▶ _Directions for this task_
After reading the listing below, copy it out exactly.

>>>

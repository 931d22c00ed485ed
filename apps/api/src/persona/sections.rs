//! Section extraction — pulls heading-delimited spans out of the model's reply
//! and splits them into bullet lists or labeled items.
//!
//! The model is asked to answer under bold headings such as `**Motivations:**`.
//! A section runs from just after its marker to the next line starting with
//! `**` (or the end of the text). Nothing here fails: missing or malformed
//! sections degrade to empty values.

use serde::{Deserialize, Serialize};

/// A section body ends at the first line that begins with a bold marker.
const SECTION_BREAK: &str = "\n**";

/// An item of the form `Label (detail)`. `detail` is empty when the line had no parentheses.
#[derive(Debug, Clone, Default, PartialEq, Eq, Serialize, Deserialize)]
pub struct LabeledItem {
    pub label: String,
    pub detail: String,
}

impl LabeledItem {
    pub fn new(label: impl Into<String>, detail: impl Into<String>) -> Self {
        Self {
            label: label.into(),
            detail: detail.into(),
        }
    }
}

/// Returns the trimmed body of the first `**<heading>:**` section, or `""` if absent.
///
/// The heading is matched literally and case-sensitively.
pub fn extract_section(text: &str, heading: &str) -> String {
    let marker = format!("**{heading}:**");
    let Some(start) = text.find(&marker) else {
        return String::new();
    };

    let body = &text[start + marker.len()..];
    let end = body.find(SECTION_BREAK).unwrap_or(body.len());
    body[..end].trim().to_string()
}

/// Splits a section into one entry per non-blank line, with bullet glyphs removed.
pub fn extract_bullet_list(section: &str) -> Vec<String> {
    section
        .lines()
        .map(strip_bullet)
        .filter(|line| !line.is_empty())
        .map(String::from)
        .collect()
}

/// Splits a section into `Label (detail)` items, one per non-blank line.
///
/// The split happens at the LAST `(` on the line, so a label that itself
/// contains parentheses keeps everything up to the final opening one.
pub fn extract_key_value_pairs(section: &str) -> Vec<LabeledItem> {
    section
        .lines()
        .map(strip_bullet)
        .filter(|line| !line.is_empty())
        .map(split_labeled_line)
        .collect()
}

fn split_labeled_line(line: &str) -> LabeledItem {
    if line.contains('(') && line.contains(')') {
        if let Some((label, detail)) = line.rsplit_once('(') {
            return LabeledItem::new(label.trim(), detail.trim_matches(')'));
        }
    }
    LabeledItem::new(line, "")
}

/// Strips any run of `•`, `-` and spaces from both ends of a line.
fn strip_bullet(line: &str) -> &str {
    line.trim()
        .trim_matches(|c| matches!(c, '•' | '-' | ' '))
        .trim()
}

#[cfg(test)]
mod tests {
    use super::*;

    const FULL_RESPONSE: &str = "**Motivations:**\n- Learning new things (reads docs for fun)\n- Community\n\
**Frustrations:**\n• Slow builds (complains weekly)\n\
**Age:** 27\n\
**Occupation:** Backend developer\n\
**Short quote:** \"Ship it\"";

    // ── extract_section ──────────────────────────────────────────────────────

    #[test]
    fn test_extract_section_returns_body_until_next_heading() {
        assert_eq!(
            extract_section(FULL_RESPONSE, "Motivations"),
            "- Learning new things (reads docs for fun)\n- Community"
        );
        assert_eq!(extract_section(FULL_RESPONSE, "Age"), "27");
    }

    #[test]
    fn test_extract_section_last_section_runs_to_end_of_text() {
        assert_eq!(
            extract_section(FULL_RESPONSE, "Short quote"),
            "\"Ship it\""
        );
    }

    #[test]
    fn test_extract_section_missing_heading_is_empty() {
        assert_eq!(extract_section(FULL_RESPONSE, "Location"), "");
        assert_eq!(extract_section("", "Age"), "");
    }

    #[test]
    fn test_extract_section_heading_followed_by_heading_is_empty() {
        let text = "**Age:**\n**Occupation:** Teacher";
        assert_eq!(extract_section(text, "Age"), "");
        assert_eq!(extract_section(text, "Occupation"), "Teacher");
    }

    #[test]
    fn test_extract_section_is_case_sensitive() {
        assert_eq!(extract_section("**age:** 30", "Age"), "");
    }

    #[test]
    fn test_extract_section_treats_heading_literally() {
        let text = "**A.e:** wrong\n**A+e (x)?:** right";
        assert_eq!(extract_section(text, "A+e (x)?"), "right");
        assert_eq!(extract_section("**Age:** 30", "A.e"), "");
    }

    #[test]
    fn test_extract_section_uses_first_occurrence() {
        let text = "**Age:** 30\n**Age:** 40";
        assert_eq!(extract_section(text, "Age"), "30");
    }

    #[test]
    fn test_extract_section_keeps_inline_bold_text() {
        // Only a `**` at the start of a line ends a section.
        let text = "**Archetype:** The **Bold** Explorer\n**Status:** Single";
        assert_eq!(extract_section(text, "Archetype"), "The **Bold** Explorer");
    }

    #[test]
    fn test_extract_section_handles_crlf() {
        let text = "**Age:** 27\r\n**Status:** Married\r\n";
        assert_eq!(extract_section(text, "Age"), "27");
        assert_eq!(extract_section(text, "Status"), "Married");
    }

    // ── extract_bullet_list ──────────────────────────────────────────────────

    #[test]
    fn test_bullet_markers_are_normalized() {
        let items = extract_bullet_list("- Wants approval\n• Wants approval\nWants approval");
        assert_eq!(items, vec!["Wants approval"; 3]);
    }

    #[test]
    fn test_bullet_list_drops_blank_lines() {
        let items = extract_bullet_list("\n- First\n   \n-\n•  \n- Second\n");
        assert_eq!(items, vec!["First", "Second"]);
    }

    #[test]
    fn test_bullet_list_preserves_order_and_inner_hyphens() {
        let items = extract_bullet_list("- Work-life balance\n- A self-hosted setup");
        assert_eq!(items, vec!["Work-life balance", "A self-hosted setup"]);
    }

    #[test]
    fn test_bullet_list_empty_section() {
        assert!(extract_bullet_list("").is_empty());
    }

    // ── extract_key_value_pairs ──────────────────────────────────────────────

    #[test]
    fn test_key_value_splits_label_and_detail() {
        let items = extract_key_value_pairs("- Curiosity (asks many questions)");
        assert_eq!(items, vec![LabeledItem::new("Curiosity", "asks many questions")]);
    }

    #[test]
    fn test_key_value_without_parentheses_has_empty_detail() {
        let items = extract_key_value_pairs("• Community\n- Recognition");
        assert_eq!(
            items,
            vec![
                LabeledItem::new("Community", ""),
                LabeledItem::new("Recognition", "")
            ]
        );
    }

    /// Documented oddity: the split point is the last `(`, so nested
    /// parentheses end up partly in the label.
    #[test]
    fn test_key_value_splits_at_last_open_paren() {
        let items =
            extract_key_value_pairs("Fear of failure (seen in repeated self-doubt (noted twice))");
        assert_eq!(
            items,
            vec![LabeledItem::new(
                "Fear of failure (seen in repeated self-doubt",
                "noted twice"
            )]
        );
    }

    #[test]
    fn test_key_value_requires_both_parens() {
        let items = extract_key_value_pairs("- Unclosed (detail");
        assert_eq!(items, vec![LabeledItem::new("Unclosed (detail", "")]);
    }

    #[test]
    fn test_key_value_skips_blank_lines() {
        let items = extract_key_value_pairs("- One (a)\n\n   \n- Two (b)");
        assert_eq!(items.len(), 2);
        assert_eq!(items[1], LabeledItem::new("Two", "b"));
    }
}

<<<

▶ _Task answer_
repository 931d22c00ed485ed
filename apps/api/src/persona/sections.rs
//! Section extraction — pulls heading-delimited spans out of the model's reply
//! and splits them into bullet lists or labeled items.
//!
//! The model is asked to answer under bold headings such as `**Motivations:**`.
//! A section runs from just after its marker to the next line starting with
//! `**` (or the end of the text). Nothing here fails: missing or malformed
//! sections degrade to empty values.

use serde::{Deserialize, Serialize};

/// A section body ends at the first line that begins with a bold marker.
const SECTION_BREAK: &str = "\n**";

/// An item of the form `Label (detail)`. `detail` is empty when the line had no parentheses.
#[derive(Debug, Clone, Default, PartialEq, Eq, Serialize, Deserialize)]
pub struct LabeledItem {
    pub label: String,
    pub detail: String,
}

impl LabeledItem {
    pub fn new(label: impl Into<String>, detail: impl Into<String>) -> Self {
        Self {
            label: label.into(),
            detail: detail.into(),
        }
    }
}

/// Returns the trimmed body of the first `**<heading>:**` section, or `""` if absent.
///
/// The heading is matched literally and case-sensitively.
pub fn extract_section(text: &str, heading: &str) -> String {
    let marker = format!("**{heading}:**");
    let Some(start) = text.find(&marker) else {
        return String::new();
    };

    let body = &text[start + marker.len()..];
    let end = body.find(SECTION_BREAK).unwrap_or(body.len());
    body[..end].trim().to_string()
}

/// Splits a section into one entry per non-blank line, with bullet glyphs removed.
pub fn extract_bullet_list(section: &str) -> Vec<String> {
    section
        .lines()
        .map(strip_bullet)
        .filter(|line| !line.is_empty())
        .map(String::from)
        .collect()
}

/// Splits a section into `Label (detail)` items, one per non-blank line.
///
/// The split happens at the LAST `(` on the line, so a label that itself
/// contains parentheses keeps everything up to the final opening one.
pub fn extract_key_value_pairs(section: &str) -> Vec<LabeledItem> {
    section
        .lines()
        .map(strip_bullet)
        .filter(|line| !line.is_empty())
        .map(split_labeled_line)
        .collect()
}

fn split_labeled_line(line: &str) -> LabeledItem {
    if line.contains('(') && line.contains(')') {
        if let Some((label, detail)) = line.rsplit_once('(') {
            return LabeledItem::new(label.trim(), detail.trim_matches(')'));
        }
    }
    LabeledItem::new(line, "")
}

/// Strips any run of `•`, `-` and spaces from both ends of a line.
fn strip_bullet(line: &str) -> &str {
    line.trim()
        .trim_matches(|c| matches!(c, '•' | '-' | ' '))
        .trim()
}

#[cfg(test)]
mod tests {
    use super::*;

    const FULL_RESPONSE: &str = "**Motivations:**\n- Learning new things (reads docs for fun)\n- Community\n\
**Frustrations:**\n• Slow builds (complains weekly)\n\
**Age:** 27\n\
**Occupation:** Backend developer\n\
**Short quote:** \"Ship it\"";

    // ── extract_section ──────────────────────────────────────────────────────

    #[test]
    fn test_extract_section_returns_body_until_next_heading() {
        assert_eq!(
            extract_section(FULL_RESPONSE, "Motivations"),
            "- Learning new things (reads docs for fun)\n- Community"
        );
        assert_eq!(extract_section(FULL_RESPONSE, "Age"), "27");
    }

    #[test]
    fn test_extract_section_last_section_runs_to_end_of_text() {
        assert_eq!(
            extract_section(FULL_RESPONSE, "Short quote"),
            "\"Ship it\""
        );
    }

    #[test]
    fn test_extract_section_missing_heading_is_empty() {
        assert_eq!(extract_section(FULL_RESPONSE, "Location"), "");
        assert_eq!(extract_section("", "Age"), "");
    }

    #[test]
    fn test_extract_section_heading_followed_by_heading_is_empty() {
        let text = "**Age:**\n**Occupation:** Teacher";
        assert_eq!(extract_section(text, "Age"), "");
        assert_eq!(extract_section(text, "Occupation"), "Teacher");
    }

    #[test]
    fn test_extract_section_is_case_sensitive() {
        assert_eq!(extract_section("**age:** 30", "Age"), "");
    }

    #[test]
    fn test_extract_section_treats_heading_literally() {
        let text = "**A.e:** wrong\n**A+e (x)?:** right";
        assert_eq!(extract_section(text, "A+e (x)?"), "right");
        assert_eq!(extract_section("**Age:** 30", "A.e"), "");
    }

    #[test]
    fn test_extract_section_uses_first_occurrence() {
        let text = "**Age:** 30\n**Age:** 40";
        assert_eq!(extract_section(text, "Age"), "30");
    }

    #[test]
    fn test_extract_section_keeps_inline_bold_text() {
        // Only a `**` at the start of a line ends a section.
        let text = "**Archetype:** The **Bold** Explorer\n**Status:** Single";
        assert_eq!(extract_section(text, "Archetype"), "The **Bold** Explorer");
    }

    #[test]
    fn test_extract_section_handles_crlf() {
        let text = "**Age:** 27\r\n**Status:** Married\r\n";
        assert_eq!(extract_section(text, "Age"), "27");
        assert_eq!(extract_section(text, "Status"), "Married");
    }

    // ── extract_bullet_list ──────────────────────────────────────────────────

    #[test]
    fn test_bullet_markers_are_normalized() {
        let items = extract_bullet_list("- Wants approval\n• Wants approval\nWants approval");
        assert_eq!(items, vec!["Wants approval"; 3]);
    }

    #[test]
    fn test_bullet_list_drops_blank_lines() {
        let items = extract_bullet_list("\n- First\n   \n-\n•  \n- Second\n");
        assert_eq!(items, vec!["First", "Second"]);
    }

    #[test]
    fn test_bullet_list_preserves_order_and_inner_hyphens() {
        let items = extract_bullet_list("- Work-life balance\n- A self-hosted setup");
        assert_eq!(items, vec!["Work-life balance", "A self-hosted setup"]);
    }

    #[test]
    fn test_bullet_list_empty_section() {
        assert!(extract_bullet_list("").is_empty());
    }

    // ── extract_key_value_pairs ──────────────────────────────────────────────

    #[test]
    fn test_key_value_splits_label_and_detail() {
        let items = extract_key_value_pairs("- Curiosity (asks many questions)");
        assert_eq!(items, vec![LabeledItem::new("Curiosity", "asks many questions")]);
    }

    #[test]
    fn test_key_value_without_parentheses_has_empty_detail() {
        let items = extract_key_value_pairs("• Community\n- Recognition");
        assert_eq!(
            items,
            vec![
                LabeledItem::new("Community", ""),
                LabeledItem::new("Recognition", "")
            ]
        );
    }

    /// Documented oddity: the split point is the last `(`, so nested
    /// parentheses end up partly in the label.
    #[test]
    fn test_key_value_splits_at_last_open_paren() {
        let items =
            extract_key_value_pairs("Fear of failure (seen in repeated self-doubt (noted twice))");
        assert_eq!(
            items,
            vec![LabeledItem::new(
                "Fear of failure (seen in repeated self-doubt",
                "noted twice"
            )]
        );
    }

    #[test]
    fn test_key_value_requires_both_parens() {
        let items = extract_key_value_pairs("- Unclosed (detail");
        assert_eq!(items, vec![LabeledItem::new("Unclosed (detail", "")]);
    }

    #[test]
    fn test_key_value_skips_blank_lines() {
        let items = extract_key_value_pairs("- One (a)\n\n   \n- Two (b)");
        assert_eq!(items.len(), 2);
        assert_eq!(items[1], LabeledItem::new("Two", "b"));
    }
}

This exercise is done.